Tem uns outros que me contaram que o senhor está precisando de dar uma renovada no figurino. Dar uma melhorada na aparência. Sabe como é que é: o tempo passa, a gente vai ficando idoso (É! Não se pode falar que está ficando mais velho. Tem que falar “idoso”), e que o senhor já não está se olhando mais no espelho. O senhor entende, né?

Mas olha bem: o que mais me deixou pensativo dessas conversas que ouvi, foi o fato de terem me falado que o senhor anda tendo conflitos internos, o senhor não está se acertando consigo mesmo, anda instável. Não sabe se vai pra lá ou pra cá. Isso é grave!
Meu caro senhor, te considero meu amigo. Não sei se é recíproco, mas te considero um amigo, amigo especial.

Por que especial? Porque é a ti que recorro quando meus direitos são lesados. É a ti que rogo que a minha dignidade seja respeitada. É a ti que que recorro quando o que está naquele livrinho que lhe dei em 1988 – escrito com muita luta, suor e sangue – é tolhido de mim.

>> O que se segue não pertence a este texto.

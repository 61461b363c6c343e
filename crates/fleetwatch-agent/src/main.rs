mod config;
mod dashboard;
mod feed;

use anyhow::{Context, Result};
use config::{AgentConfig, FeedConfig};
use dashboard::{batch_policy, Dashboard};
use feed::{FileFeed, SimulatedFeed, SnapshotProvider};
use fleetwatch_alert::engine::RuleEngine;
use fleetwatch_alert::profiles::build_rules;
use fleetwatch_common::types::MetricsSnapshot;
use fleetwatch_store::{JsonFileMirror, NotificationStore};
use std::path::Path;
use tokio::signal;
use tokio::time::{interval, Duration};
use tracing_subscriber::EnvFilter;

const DEFAULT_CONFIG_PATH: &str = "config/fleetwatch.toml";

#[allow(clippy::print_stderr)]
fn print_usage() {
    eprintln!("Usage:");
    eprintln!("  fleetwatch [config.toml]                                   Run the notification loop");
    eprintln!("  fleetwatch check <config.toml> <current.json> [prev.json]  Evaluate one snapshot and print the notifications");
}

fn load_config(path: Option<&str>) -> Result<AgentConfig> {
    match path {
        Some(path) => AgentConfig::load(path).with_context(|| format!("failed to load {path}")),
        None if Path::new(DEFAULT_CONFIG_PATH).exists() => AgentConfig::load(DEFAULT_CONFIG_PATH)
            .with_context(|| format!("failed to load {DEFAULT_CONFIG_PATH}")),
        None => {
            tracing::info!("No config file found, using defaults");
            Ok(AgentConfig::default())
        }
    }
}

fn build_dashboard(config: &AgentConfig, persist: bool) -> Dashboard {
    let rules = build_rules(config.profile, &config.profile_settings());
    tracing::info!(profile = %config.profile, count = rules.len(), "Loaded rules");

    let store = if persist {
        NotificationStore::with_mirror(
            config.retention,
            Box::new(JsonFileMirror::new(&config.store_path)),
        )
    } else {
        NotificationStore::new(config.retention)
    };

    Dashboard::new(RuleEngine::new(rules), batch_policy(config.profile), store)
}

fn build_provider(config: &AgentConfig) -> Box<dyn SnapshotProvider> {
    match &config.feed {
        FeedConfig::Simulated { seed } => Box::new(SimulatedFeed::new(*seed)),
        FeedConfig::File { snapshot_path } => Box::new(FileFeed::new(snapshot_path)),
    }
}

fn read_snapshot(path: &str) -> Result<MetricsSnapshot> {
    let text = std::fs::read_to_string(path).with_context(|| format!("failed to read {path}"))?;
    serde_json::from_str(&text).with_context(|| format!("failed to parse {path}"))
}

#[allow(clippy::print_stdout)]
fn run_check(args: &[String]) -> Result<()> {
    let (Some(config_path), Some(current_path)) = (args.get(2), args.get(3)) else {
        print_usage();
        anyhow::bail!("check requires <config.toml> and <current.json> arguments");
    };
    let config = load_config(Some(config_path.as_str()))?;
    let current = read_snapshot(current_path)?;
    let previous = args.get(4).map(|p| read_snapshot(p)).transpose()?;

    let mut dashboard = build_dashboard(&config, false);
    if let Some(previous) = previous {
        dashboard.on_snapshot(previous);
    }
    let kept = dashboard.on_snapshot(current);
    println!("{}", serde_json::to_string_pretty(&kept)?);
    Ok(())
}

async fn run(config: AgentConfig) -> Result<()> {
    let mut dashboard = build_dashboard(&config, config.persist);
    let mut provider = build_provider(&config);
    let mut tick = interval(Duration::from_secs(config.tick_secs));

    tracing::info!(
        profile = %config.profile,
        provider = provider.name(),
        tick_secs = config.tick_secs,
        rules = dashboard.engine().rules().len(),
        stored = dashboard.store().len(),
        unread = dashboard.store().unread_count(),
        "Starting evaluation loop"
    );

    loop {
        tokio::select! {
            _ = tick.tick() => {
                match provider.fetch().await {
                    Ok(snapshot) => {
                        let kept = dashboard.on_snapshot(snapshot);
                        for n in &kept {
                            tracing::info!(
                                rule_id = %n.rule_id,
                                severity = %n.severity,
                                category = %n.category,
                                "{}", n.message
                            );
                        }
                    }
                    Err(e) => {
                        dashboard.on_fetch_failure(&e);
                    }
                }
            }
            _ = signal::ctrl_c() => {
                tracing::info!("Shutting down gracefully");
                break;
            }
        }
    }

    Ok(())
}

#[tokio::main]
async fn main() -> Result<()> {
    fleetwatch_common::id::init(1, 1);

    tracing_subscriber::fmt()
        .with_env_filter(EnvFilter::from_default_env().add_directive("fleetwatch=info".parse()?))
        .init();

    let args: Vec<String> = std::env::args().collect();

    match args.get(1).map(|s| s.as_str()) {
        Some("-h" | "--help") => {
            print_usage();
            Ok(())
        }
        Some("check") => run_check(&args),
        path => {
            let config = load_config(path)?;
            run(config).await
        }
    }
}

Agora, quando me dizem que o senhor tem mudado muitas coisas que lá estão, sob alegações que os tempos são modernos, me entristece muito; pois isso me faz sentir desamparado, abandonado e fraco. Foi por isso que no começo desta carta eu escrevi: “…que não sei se devo avançar, se devo esperar, ou se devo agir tomando alguma atitude mais firme diante das adversidades que ora se apresentam”. O senhor entende, né?

Prezado Senhor, vou lhe dizer uma coisa e espero que guardes no teu coração estas palavras: “preciso muito que o senhor esteja bem de saúde, para que possas me proteger, fazer valer os meus direitos, fazer cumprir o que está contido naquele livrinho de 1988 – que quando lhe dei de presente me depositei nas tuas mãos, na esperança que me protegesse daqueles que queriam e querem usurpar os meus sagrados direitos.

Não me entendas mal, eu tenho o senhor como meu amigo!

Eu já vou encerrar, pois sei que o senhor tem muitos afazeres e ter que ler esta carta pode tomar o teu tempo. Me desculpe!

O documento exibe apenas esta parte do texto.